# Selling meat



## ClintDowns

Hello to all. I was just thinking today and I was may be wanting to make up some cards and maybe putting my rabbitry on the back of my truck window. If I am selling rabbit meat do I meet to be certified with the USDA or something like that. 

Just wondering. Please ad your thought.


----------



## SuburbanFarmChic

The way to get around that is you sell the rabbit live and provide butchering as a free service.  

If you are selling straight up meat.. then yes, it needs to have the USDA stamp unless you are offering it for pet use I believe.  Your state may vary on regs for pet use products.


----------



## quiltnchik

SuburbanFarmChic said:
			
		

> The way to get around that is you sell the rabbit live and provide butchering as a free service.
> 
> If you are selling straight up meat.. then yes, it needs to have the USDA stamp unless you are offering it for pet use I believe.  Your state may vary on regs for pet use products.


Check your state laws.  Some states mandate that you cannot provide any type of butchering service.  Better to be safe than sorry.


----------



## SheepGirl

Don't know about Texas, but here's info on Maryland's Poultry and Rabbit Program.

I'm sure if you call your state Ag department they will be able to give you an answer as all states are different.


----------



## hydroswiftrob

ClintDowns said:
			
		

> Hello to all. I was just thinking today and I was may be wanting to make up some cards and maybe putting my rabbitry on the back of my truck window. If I am selling rabbit meat do I meet to be certified with the USDA or something like that.
> 
> Just wondering. Please ad your thought.
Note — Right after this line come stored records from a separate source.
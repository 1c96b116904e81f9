//! Lobby scheduling: keeps a public lobby joinable whenever the aggregated
//! count drops to zero.

use std::sync::Arc;

use tracing::info;
use uuid::Uuid;

use crate::config::OrchestratorConfig;
use crate::error::FleetError;
use crate::lobby::LobbyRegistry;
use crate::playlist::Playlist;
use crate::routing;
use crate::secret::AdminToken;

/// Creates new public lobbies when the cluster has none.
pub struct LobbyScheduler {
    config: Arc<OrchestratorConfig>,
    token: AdminToken,
    registry: Arc<LobbyRegistry>,
    playlist: Arc<dyn Playlist>,
    client: reqwest::Client,
}

impl LobbyScheduler {
    pub fn new(
        config: Arc<OrchestratorConfig>,
        token: AdminToken,
        registry: Arc<LobbyRegistry>,
        playlist: Arc<dyn Playlist>,
        client: reqwest::Client,
    ) -> Self {
        Self {
            config,
            token,
            registry,
            playlist,
            client,
        }
    }

    /// Schedules exactly one new lobby if no lobbies are currently tracked.
    ///
    /// The fresh identifier is registered *before* the create call is
    /// confirmed: a create failure leaves an orphaned tracked ID that the
    /// next aggregation cycle prunes through its failure path. This trades a
    /// short-lived inconsistent listing for simplicity and is intentional -
    /// do not make registration transactional.
    pub async fn maybe_schedule(&self, tracked: usize) -> Result<(), FleetError> {
        if tracked != 0 {
            return Ok(());
        }

        let game_id = Uuid::new_v4().simple().to_string();
        let index = routing::worker_index(&game_id, self.config.num_workers);
        let port = routing::worker_port(self.config.worker_base_port, index);
        self.registry.track(game_id.clone());

        let config = self.playlist.next_config();
        info!("Scheduling public lobby {game_id} on worker {index}");

        let url = format!("http://127.0.0.1:{port}/api/create_game/{game_id}");
        let response = self
            .client
            .post(&url)
            .header(self.config.admin_header.as_str(), self.token.expose())
            .timeout(self.config.status_timeout)
            .json(&config)
            .send()
            .await
            .map_err(|e| {
                FleetError::Scheduling(format!("Create call for lobby {game_id} failed: {e}"))
            })?;

        if !response.status().is_success() {
            return Err(FleetError::Scheduling(format!(
                "Worker {index} rejected lobby {game_id}: {}",
                response.status()
            )));
        }

        Ok(())
    }
}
When you find out a legit answer, let me know. I am not that far from you and have been wondering the same thing. If I find out anything, I will let you know.


----------



## SuburbanFarmChic

quiltnchik said:
			
		

> SuburbanFarmChic said:
> 
> 
> 
> 
> The way to get around that is you sell the rabbit live and provide butchering as a free service.
> 
> If you are selling straight up meat.. then yes, it needs to have the USDA stamp unless you are offering it for pet use I believe.  Your state may vary on regs for pet use products.
> 
> 
> 
> Check your state laws.  Some states mandate that you cannot provide any type of butchering service.  Better to be safe than sorry.
Click to expand...

Yeah, meant to phrase that differently to indicate to check for both.  In WV if you are processing under 1000 a year you can process and sell but need to keep track of your own everything and you are recorded but not inspected. Something like that.


----------



## ClintDowns

Thanks to all. I am still trying to find "Texas" specific.


----------



## AZ Rabbits

Selling rabbit meat for human consumption gets pricey with inspections and legal requirements (varying from state to state of course). That's why very few do it.
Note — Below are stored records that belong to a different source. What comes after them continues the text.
//! Configuration management for the fleet orchestrator daemon.
//!
//! This module handles loading, validation, and conversion of orchestrator
//! configuration from TOML files and command-line arguments.

use fleet_orchestrator::OrchestratorConfig;
use fleet_orchestrator::playlist::RotatingPlaylist;
use serde::{Deserialize, Serialize};
use std::path::PathBuf;
use std::time::Duration;
use tracing::info;

/// Default matchmaking poll tick in milliseconds
fn default_poll_interval_ms() -> u64 {
    250
}

/// Default per-call status query timeout in seconds
fn default_status_timeout_secs() -> u64 {
    5
}

fn default_admin_header() -> String {
    "x-admin-key".to_string()
}

fn default_max_players() -> u32 {
    50
}

/// Application configuration loaded from TOML file.
#[derive(Debug, Clone, Serialize, Deserialize)]
pub struct AppConfig {
    /// Public surface settings
    pub orchestrator: OrchestratorSettings,
    /// Worker pool settings
    pub workers: WorkerSettings,
    /// Matchmaking loop settings
    #[serde(default)]
    pub matchmaking: MatchmakingSettings,
    /// Logging configuration settings
    pub logging: LoggingSettings,
}

/// Public-surface configuration.
#[derive(Debug, Clone, Serialize, Deserialize)]
pub struct OrchestratorSettings {
    /// Network address the public port binds to (e.g., "127.0.0.1:3000")
    pub bind_address: String,
    /// Environment name reported by `GET /api/env`
    pub game_env: Option<String>,
}

/// Worker pool configuration.
#[derive(Debug, Clone, Serialize, Deserialize)]
pub struct WorkerSettings {
    /// Number of worker processes; fixed for the orchestrator's lifetime
    pub count: usize,
    /// First worker port; worker `i` listens on `base_port + i`
    pub base_port: u16,
    /// Program used to launch each worker
    pub command: String,
    /// Arguments passed to the worker program
    #[serde(default)]
    pub args: Vec<String>,
    /// Header name carrying the shared admin token on control calls
    #[serde(default = "default_admin_header")]
    pub admin_header: String,
}

/// Matchmaking loop configuration.
#[derive(Debug, Clone, Serialize, Deserialize)]
pub struct MatchmakingSettings {
    /// Poll tick period in milliseconds
    #[serde(default = "default_poll_interval_ms")]
    pub poll_interval_ms: u64,
    /// Per-lobby status query timeout in seconds
    #[serde(default = "default_status_timeout_secs")]
    pub status_timeout_secs: u64,
    /// Map rotation for scheduled public lobbies
    #[serde(default)]
    pub maps: Vec<String>,
    /// Player cap for scheduled public lobbies
    #[serde(default = "default_max_players")]
    pub max_players: u32,
}

impl Default for MatchmakingSettings {
    fn default() -> Self {
        Self {
            poll_interval_ms: default_poll_interval_ms(),
            status_timeout_secs: default_status_timeout_secs(),
            maps: vec![],
            max_players: default_max_players(),
        }
    }
}

/// Logging system configuration.
#[derive(Debug, Clone, Serialize, Deserialize)]
pub struct LoggingSettings {
    /// Log level filter (trace, debug, info, warn, error)
    pub level: String,
    /// Whether to output logs in JSON format
    pub json_format: bool,
}

impl Default for AppConfig {
    fn default() -> Self {
        Self {
            orchestrator: OrchestratorSettings {
                bind_address: "127.0.0.1:3000".to_string(),
                game_env: Some("dev".to_string()),
            },
            workers: WorkerSettings {
                count: 2,
                base_port: 3001,
                command: "fleet-worker".to_string(),
                args: vec![],
                admin_header: default_admin_header(),
            },
            matchmaking: MatchmakingSettings::default(),
            logging: LoggingSettings {
                level: "info".to_string(),
                json_format: false,
            },
        }
    }
}

impl AppConfig {
    /// Loads configuration from a TOML file.
    ///
    /// If the file doesn't exist, creates a default configuration file at
    /// the specified path and returns the default configuration.
    pub async fn load_from_file(path: &PathBuf) -> anyhow::Result<Self> {
        if path.exists() {
            let content = tokio::fs::read_to_string(path).await?;
            let config: AppConfig = toml::from_str(&content)?;
            Ok(config)
        } else {
            let default_config = AppConfig::default();
            let toml_content = toml::to_string_pretty(&default_config)?;
            tokio::fs::write(path, toml_content).await?;
            info!("Created default configuration file: {}", path.display());
            Ok(default_config)
        }
    }

    /// Converts the application configuration into the orchestrator core's
    /// configuration type.
    pub fn to_orchestrator_config(&self) -> anyhow::Result<OrchestratorConfig> {
        Ok(OrchestratorConfig {
            bind_address: self.orchestrator.bind_address.parse()?,
            num_workers: self.workers.count,
            worker_base_port: self.workers.base_port,
            worker_command: self.workers.command.clone(),
            worker_args: self.workers.args.clone(),
            admin_header: self.workers.admin_header.clone(),
            poll_interval: Duration::from_millis(self.matchmaking.poll_interval_ms),
            status_timeout: Duration::from_secs(self.matchmaking.status_timeout_secs),
            game_env: self.orchestrator.game_env.clone(),
        })
    }

    /// Builds the lobby playlist from the matchmaking settings.
    pub fn playlist(&self) -> RotatingPlaylist {
        if self.matchmaking.maps.is_empty() {
            RotatingPlaylist::default()
        } else {
            RotatingPlaylist::new(self.matchmaking.maps.clone(), self.matchmaking.max_players)
        }
    }

    /// Validates the configuration for consistency and correctness.
    pub fn validate(&self) -> Result<(), String> {
        if self
            .orchestrator
            .bind_address
            .parse::<std::net::SocketAddr>()
            .is_err()
        {
            return Err(format!(
                "Invalid bind address: {}",
                &self.orchestrator.bind_address
            ));
        }

        if self.workers.count == 0 {
            return Err("Worker count must be at least 1".to_string());
        }
        if self.workers.command.is_empty() {
            return Err("Worker command cannot be empty".to_string());
        }
        if self.matchmaking.poll_interval_ms == 0 {
            return Err("Poll interval must be non-zero".to_string());
        }

        let valid_levels = ["trace", "debug", "info", "warn", "error"];
        if !valid_levels.contains(&self.logging.level.as_str()) {
            return Err(format!(
                "Invalid log level: {}. Must be one of: {valid_levels:?}",
                &self.logging.level
            ));
        }

        Ok(())
    }
}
One suggestions would be to find a local butcher shop and see if they want to do a joint venture with you. You could use their facility, license, etc and share some of the profits. Just a thought...


----------



## smiles-n-sunshine

SuburbanFarmChic said:
			
		

> The way to get around that is you sell the rabbit live and provide butchering as a free service.
> 
> If you are selling straight up meat.. then yes, it needs to have the USDA stamp unless you are offering it for pet use I believe.  Your state may vary on regs for pet use products.
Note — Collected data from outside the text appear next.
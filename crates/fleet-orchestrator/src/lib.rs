//! # Fleet Orchestrator - Worker Pool and Matchmaking Infrastructure
//!
//! A single coordinating process that supervises a fixed pool of isolated
//! game-simulation worker processes, routes all inbound traffic (plain HTTP
//! and WebSocket upgrades) to the correct worker, and continuously schedules
//! and retires public matchmaking lobbies across the pool.
//!
//! ## Design Philosophy
//!
//! The orchestrator contains **no game logic** - it only provides
//! infrastructure around independently owned worker processes:
//!
//! * **Routing** - Deterministic game-ID to worker addressing
//! * **Worker supervision** - Process launch, readiness tracking, and
//!   crash-restart with identity preservation
//! * **Lobby aggregation** - Cluster-wide public lobby view rebuilt from
//!   worker self-reports every poll cycle
//! * **Lobby scheduling** - Keeps at least one public lobby joinable at
//!   (almost) all times
//! * **Request proxying** - Byte-level relay of HTTP and WebSocket traffic
//!   to the owning worker
//!
//! Each worker exclusively owns its lobby and simulation state; the
//! orchestrator holds only a cache that may be stale between poll cycles.
//!
//! ## Component Overview
//!
//! * [`FleetOrchestrator`] - the single owning instance wiring everything
//! * [`routing`] - pure addressing functions
//! * [`supervisor::WorkerPool`] - process lifecycle management
//! * [`aggregator::LobbyAggregator`] - status fan-out and listing republish
//! * [`scheduler::LobbyScheduler`] - zero-lobby detection and creation
//! * [`proxy::RequestProxy`] - the public HTTP/WebSocket surface
//!
//! ## Thread Safety
//!
//! All shared state is owned by the orchestrator and safe under concurrent
//! access: the tracked-lobby set and readiness set are `DashSet`s, and the
//! published listing is an `Arc<String>` replaced wholesale behind an async
//! `RwLock` - readers never observe a partially aggregated cycle.

pub use config::OrchestratorConfig;
pub use error::FleetError;
pub use orchestrator::FleetOrchestrator;
pub use secret::AdminToken;

// Public module declarations
pub mod aggregator;
pub mod config;
pub mod error;
pub mod lobby;
pub mod playlist;
pub mod proxy;
pub mod routing;
pub mod scheduler;
pub mod secret;
pub mod supervisor;

mod orchestrator;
X2!  Last year I brought live rabbits to our farmers market one week, and delivered dressed rabbits the following week.  Word got around, and now I have repeat customers and usually have a waiting list.

My understanding is the USDA does not require inspection of rabbit meat.  I keep one of these with me:  http://www.fsis.usda.gov/Fact_Sheets/Rabbit_from_Farm_to_Table/index.asp 

Being curious, I searched the Texas Department of Agriculture site, and rabbits did not come up.


----------



## AZ Rabbits

smiles-n-sunshine said:
			
		

> My understanding is the USDA does not require inspection of rabbit meat.


I think it depends. Some locations, according to my understanding, is that both USDA and FDA may require inspections. Some do not. If it does, the costs are so great that it makes it near impossible to sell meat and make a profit.


			
				smiles-n-sunshine said:
			
		

> Being curious, I searched the Texas Department of Agriculture site, and rabbits did not come up.


I think that's part of the problem. There is a lack of "rules and regulations" from the departments that interpretation can swing both ways... both extremely over-regulated and then without any clear regulations at all. And when they do clearly define the regulations, it will bite us in the backside. But without it, it's hard to do anything safely. It's almost a catch 22.

I think if you were to have a small underground market of friends and associates, that would be the only realistic market in many areas. It's a delicate area, for sure...


----------



## Snowfie

Also keep in mind that you don't have to just sell rabbits for human consumption.  There's a market of people who give their dogs/cats/reptiles "raw food" diets that will be happy to buy fresh rabbit meat (or in the case of reptiles, whole rabbit carcases)

You'd probably want to label any packages NFHC (Not for human consumption) to cover yourself.


----------



## smiles-n-sunshine

Great idea, *Snowfie*.  I enjoy making yogurt out of NFHC goat milk, myself.


----------



## oneacrefarm

smiles-n-sunshine said:
			
		

> SuburbanFarmChic said:
> 
> 
> 
> 
> The way to get around that is you sell the rabbit live and provide butchering as a free service.
> 
> If you are selling straight up meat.. then yes, it needs to have the USDA stamp unless you are offering it for pet use I believe.  Your state may vary on regs for pet use products.
> 
> 
> 
> X2!  Last year I brought live rabbits to our farmers market one week, and delivered dressed rabbits the following week.  Word got around, and now I have repeat customers and usually have a waiting list.
> 
> My understanding is the USDA does not require inspection of rabbit meat.  I keep one of these with me:  http://www.fsis.usda.gov/Fact_Sheets/Rabbit_from_Farm_to_Table/index.asp
> 
> Being curious, I searched the Texas Department of Agriculture site, and rabbits did not come up.
Click to expand...

It is not on the TDA site, it is in the Texas Administrative Code for the State Health Department.....Here is what you are looking for

http://info.sos.state.tx.us/pls/pub...=&p_ploc=&pg=1&p_tac=&ti=25&pt=1&ch=221&rl=12

Here is the part that is applicable:

*(19) Grant of custom exemption-*-An authorization from the department to engage in a business of custom slaughtering and/or processing livestock for the owner of the livestock for the owner's personal use.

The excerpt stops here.